I'm not exactly sure where I'm going with this commentary, except to say that I agree with Kali Holloway that it's a little too simplistic to say, "Don't feed the trolls," and "Don't read the comments." That approach yields online conversation spaces to trolls, and it plays right into their hands.
What they're seeking is to shut down conversations that move in directions of which they do not approve. We cannot let that happen, if we value these conversation spaces — above all, if we value the conversation space that is the American public square in a pluralistic secular democracy that thrives on open, free discussion which solicits, in particular, the contributions of those the overweening strong love to shut up.
I suppose I'm also pointing you to the particular kind of nastiness — twisted nastiness with a toxic religious fillip — that trolls at religious conversation sites exhibit. I've been tracking one of these folks for some time now, as he pops up at religious sites online discussing gay issues. I have no doubt at all that this is a white male.
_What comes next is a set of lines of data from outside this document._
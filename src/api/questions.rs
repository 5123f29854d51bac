//! Check-in Question Sources
//!
//! Daily questions speak JSON; weekly questions are posted as multipart
//! and record the acting user.

use async_trait::async_trait;
use list_manager::{humanize, Ack, FormFields, ListError, ListResult, ListSource, ModalMode};
use serde_json::json;

use super::envelope::{decode_ack, decode_list};
use super::{require_user, ApiClient};
use crate::models::Question;

pub const QUESTION_STATUSES: &[(&str, &str)] = &[("active", "Active"), ("inactive", "Inactive")];

fn question_form(question: &str, status: &str) -> FormFields {
    FormFields::new().with("question", question).with("status", status)
}

// ========================
// Daily
// ========================

pub struct DailyQuestions {
    api: ApiClient,
}

impl DailyQuestions {
    pub fn new(api: ApiClient) -> Self {
        Self { api }
    }
}

#[async_trait(?Send)]
impl ListSource<Question> for DailyQuestions {
    fn noun(&self) -> &'static str {
        "question"
    }

    async fn fetch(&self) -> ListResult<Vec<Question>> {
        let body = self.api.get("/questions", &[]).await?;
        decode_list(&body, "data")
    }

    async fn create(&self, fields: &FormFields) -> ListResult<Ack> {
        let body = json!({
            "question": fields.text("question").trim(),
            "status": fields.text("status"),
        });
        decode_ack(&self.api.post_json("/question-create", &body).await?)
    }

    async fn update(&self, target: &Question, fields: &FormFields) -> ListResult<Ack> {
        let body = json!({
            "id": target.id,
            "question": fields.text("question").trim(),
            "status": fields.text("status"),
        });
        decode_ack(&self.api.post_json("/question-update", &body).await?)
    }

    async fn delete(&self, target: &Question) -> ListResult<Ack> {
        decode_ack(&self.api.post_json("/question-delete", &json!({ "id": target.id })).await?)
    }

    fn blank_form(&self) -> FormFields {
        question_form("", "active")
    }

    fn edit_form(&self, record: &Question) -> FormFields {
        question_form(&record.question, &record.status.to_lowercase())
    }

    fn required_fields(&self) -> &'static [&'static str] {
        &["question", "status"]
    }
}

// ========================
// Weekly
// ========================

pub struct WeeklyQuestions {
    api: ApiClient,
    user_id: Option<u64>,
}

impl WeeklyQuestions {
    pub fn new(api: ApiClient, user_id: Option<u64>) -> Self {
        Self { api, user_id }
    }

    fn payload(&self, fields: &FormFields) -> ListResult<FormFields> {
        let user_id = require_user(self.user_id)?;
        Ok(FormFields::new()
            .with("question", fields.text("question").trim())
            .with("status", fields.text("status").to_lowercase())
            .with("user_id", user_id.to_string()))
    }
}

#[async_trait(?Send)]
impl ListSource<Question> for WeeklyQuestions {
    fn noun(&self) -> &'static str {
        "question"
    }

    async fn fetch(&self) -> ListResult<Vec<Question>> {
        let body = self.api.get("/weakly-questions-list", &[]).await?;
        decode_list(&body, "data")
    }

    async fn create(&self, fields: &FormFields) -> ListResult<Ack> {
        let payload = self.payload(fields)?;
        decode_ack(&self.api.post_form("/weakly-question", &payload).await?)
    }

    async fn update(&self, target: &Question, fields: &FormFields) -> ListResult<Ack> {
        let payload = self.payload(fields)?.with("id", target.id.to_string());
        decode_ack(&self.api.post_form("/weakly-question-update", &payload).await?)
    }

    async fn delete(&self, target: &Question) -> ListResult<Ack> {
        let user_id = require_user(self.user_id)?;
        let payload = FormFields::new()
            .with("id", target.id.to_string())
            .with("user_id", user_id.to_string());
        decode_ack(&self.api.post_form("/weakly-question-delete", &payload).await?)
    }

    fn blank_form(&self) -> FormFields {
        question_form("", "active")
    }

    fn edit_form(&self, record: &Question) -> FormFields {
        question_form(&record.question, &record.status.to_lowercase())
    }

    fn required_fields(&self) -> &'static [&'static str] {
        &["question", "status"]
    }

    fn validate(&self, fields: &FormFields, _mode: ModalMode) -> ListResult<()> {
        if let Some(name) = fields.first_blank(self.required_fields()) {
            return Err(ListError::Validation(format!("{} cannot be empty", humanize(name))));
        }
        require_user(self.user_id).map(|_| ())
    }

    fn refetch_after_delete(&self) -> bool {
        true
    }
}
His contributions to discussions of gay issues, citing his Christian faith as his warrant, are hate speech pure and simple. He has posted comments about how he smiled when all those LGBTQ folks were massacred at the Pulse nightclub. He has posted statements about how, when Trump wins the White House, he and other Christians will come for us and drive us from the land — will purge it of evil by force.
"We don't like you," he repeatedly says, seeking to magnify his bullying presence by pretending that he stands for all Christians, and that Christian soldiers intent on murdering LGBTQ people in the U.S. are legion. And here's what's remarkable about this hate speech: it's entertained by the religion-based news and blog sites at which he posts.
It's treated as one opinion among other opinions in the marketplace of ideas. None of these religious blog sites or news sites would for a minute entertain this kind of murderous hate speech if it were directed to Jews or African Americans — nor should they do so.
Part of the problem at many online sites is that very same false-equivalency meme that has wrought such destruction in the 2016 election cycle. All viewpoints are not equal. Some speech is toxic, and should not be allowed haven in faith-based conversations. Period. Full stop.
The graphic: yours truly trying out a Krampus mask in the Museo Civico of Bolzano in December 2013.